§ **REQUIRED ACTION**
Below is a listing; repeat exactly the lines from the one containing "the file named" to the one containing "let role = args.remove(0);", both included.

§ **RECORDS FOR THE EXERCISE**
┌──

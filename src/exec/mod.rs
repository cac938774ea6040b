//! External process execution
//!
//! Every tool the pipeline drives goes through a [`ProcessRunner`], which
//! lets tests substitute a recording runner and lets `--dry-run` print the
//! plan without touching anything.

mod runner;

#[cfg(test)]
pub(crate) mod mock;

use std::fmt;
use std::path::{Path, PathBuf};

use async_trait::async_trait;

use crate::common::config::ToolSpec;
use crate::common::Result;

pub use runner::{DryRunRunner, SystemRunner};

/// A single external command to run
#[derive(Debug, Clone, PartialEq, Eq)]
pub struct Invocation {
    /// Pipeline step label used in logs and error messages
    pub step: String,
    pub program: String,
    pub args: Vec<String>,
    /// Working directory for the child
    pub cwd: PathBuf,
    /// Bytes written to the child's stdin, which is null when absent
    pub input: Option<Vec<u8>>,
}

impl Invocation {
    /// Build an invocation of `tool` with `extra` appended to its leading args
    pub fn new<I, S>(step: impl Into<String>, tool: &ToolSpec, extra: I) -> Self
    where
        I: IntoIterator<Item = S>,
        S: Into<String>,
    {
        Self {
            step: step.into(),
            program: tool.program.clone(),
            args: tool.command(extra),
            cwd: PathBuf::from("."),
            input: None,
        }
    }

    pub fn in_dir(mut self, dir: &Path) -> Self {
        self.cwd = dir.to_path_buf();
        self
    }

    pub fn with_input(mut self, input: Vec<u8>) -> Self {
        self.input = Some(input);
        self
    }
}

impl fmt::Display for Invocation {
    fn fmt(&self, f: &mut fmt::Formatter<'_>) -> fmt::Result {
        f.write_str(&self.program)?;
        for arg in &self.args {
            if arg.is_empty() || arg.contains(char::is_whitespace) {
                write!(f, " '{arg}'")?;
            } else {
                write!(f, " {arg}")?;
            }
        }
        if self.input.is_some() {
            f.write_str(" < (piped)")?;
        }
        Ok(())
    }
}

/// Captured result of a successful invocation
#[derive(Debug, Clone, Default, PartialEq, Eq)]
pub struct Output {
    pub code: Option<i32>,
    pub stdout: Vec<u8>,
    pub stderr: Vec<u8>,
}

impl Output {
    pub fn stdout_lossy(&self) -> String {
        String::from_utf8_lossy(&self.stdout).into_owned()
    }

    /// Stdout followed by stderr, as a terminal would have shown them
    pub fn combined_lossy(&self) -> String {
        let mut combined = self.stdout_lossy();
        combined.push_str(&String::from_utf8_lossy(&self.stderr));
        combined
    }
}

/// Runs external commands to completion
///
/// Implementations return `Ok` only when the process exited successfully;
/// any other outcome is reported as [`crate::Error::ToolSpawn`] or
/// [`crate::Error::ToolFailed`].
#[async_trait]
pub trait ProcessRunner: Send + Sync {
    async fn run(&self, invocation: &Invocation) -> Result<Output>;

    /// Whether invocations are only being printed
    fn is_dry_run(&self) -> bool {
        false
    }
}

└──
┌──

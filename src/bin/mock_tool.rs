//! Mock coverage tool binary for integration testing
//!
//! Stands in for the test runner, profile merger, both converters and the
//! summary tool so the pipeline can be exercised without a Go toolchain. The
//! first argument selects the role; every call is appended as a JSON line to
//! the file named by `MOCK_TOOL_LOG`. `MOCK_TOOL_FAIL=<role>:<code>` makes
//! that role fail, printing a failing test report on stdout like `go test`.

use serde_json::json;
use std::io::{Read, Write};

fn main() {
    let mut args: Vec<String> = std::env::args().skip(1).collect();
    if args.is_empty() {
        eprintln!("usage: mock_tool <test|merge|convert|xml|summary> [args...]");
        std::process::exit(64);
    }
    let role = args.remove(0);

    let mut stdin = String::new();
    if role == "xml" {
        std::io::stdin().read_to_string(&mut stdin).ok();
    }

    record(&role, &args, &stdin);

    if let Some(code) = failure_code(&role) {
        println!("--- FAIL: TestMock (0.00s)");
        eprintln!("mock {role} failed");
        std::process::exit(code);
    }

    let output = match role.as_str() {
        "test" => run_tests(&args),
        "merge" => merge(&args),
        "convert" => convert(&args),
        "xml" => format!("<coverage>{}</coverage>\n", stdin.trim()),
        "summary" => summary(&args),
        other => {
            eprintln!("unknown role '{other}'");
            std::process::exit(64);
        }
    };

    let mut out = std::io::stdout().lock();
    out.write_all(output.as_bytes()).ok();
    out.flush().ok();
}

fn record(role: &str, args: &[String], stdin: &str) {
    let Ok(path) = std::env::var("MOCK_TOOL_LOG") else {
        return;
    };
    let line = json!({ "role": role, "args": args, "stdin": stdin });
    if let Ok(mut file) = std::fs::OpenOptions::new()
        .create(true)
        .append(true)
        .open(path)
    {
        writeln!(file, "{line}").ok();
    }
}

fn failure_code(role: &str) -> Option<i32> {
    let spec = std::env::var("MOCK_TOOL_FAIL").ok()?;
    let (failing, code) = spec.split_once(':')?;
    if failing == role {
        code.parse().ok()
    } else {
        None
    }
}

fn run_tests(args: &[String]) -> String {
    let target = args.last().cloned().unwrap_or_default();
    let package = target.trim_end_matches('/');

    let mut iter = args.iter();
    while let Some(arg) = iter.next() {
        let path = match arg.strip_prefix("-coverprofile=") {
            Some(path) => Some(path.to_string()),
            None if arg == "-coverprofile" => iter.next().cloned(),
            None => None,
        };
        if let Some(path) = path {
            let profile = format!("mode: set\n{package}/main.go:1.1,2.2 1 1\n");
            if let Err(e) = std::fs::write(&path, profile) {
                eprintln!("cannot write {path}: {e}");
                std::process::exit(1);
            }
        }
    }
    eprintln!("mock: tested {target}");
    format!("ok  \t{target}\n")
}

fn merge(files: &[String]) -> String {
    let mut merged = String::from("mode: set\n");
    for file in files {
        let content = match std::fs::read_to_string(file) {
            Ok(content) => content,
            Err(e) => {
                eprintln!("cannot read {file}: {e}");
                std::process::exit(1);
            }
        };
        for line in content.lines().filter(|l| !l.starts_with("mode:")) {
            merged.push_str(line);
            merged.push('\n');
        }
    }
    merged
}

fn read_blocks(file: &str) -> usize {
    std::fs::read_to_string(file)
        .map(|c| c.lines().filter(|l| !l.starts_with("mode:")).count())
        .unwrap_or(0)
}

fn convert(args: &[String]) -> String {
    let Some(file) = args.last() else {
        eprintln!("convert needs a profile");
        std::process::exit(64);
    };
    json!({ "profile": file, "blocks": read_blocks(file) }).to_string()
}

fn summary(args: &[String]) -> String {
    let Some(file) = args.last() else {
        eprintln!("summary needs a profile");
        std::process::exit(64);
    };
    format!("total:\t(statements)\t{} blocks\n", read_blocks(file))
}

└──

§ **TASK ANSWER**
//! the file named by `MOCK_TOOL_LOG`. `MOCK_TOOL_FAIL=<role>:<code>` makes
//! that role fail, printing a failing test report on stdout like `go test`.

use serde_json::json;
use std::io::{Read, Write};

fn main() {
    let mut args: Vec<String> = std::env::args().skip(1).collect();
    if args.is_empty() {
        eprintln!("usage: mock_tool <test|merge|convert|xml|summary> [args...]");
        std::process::exit(64);
    }
    let role = args.remove(0);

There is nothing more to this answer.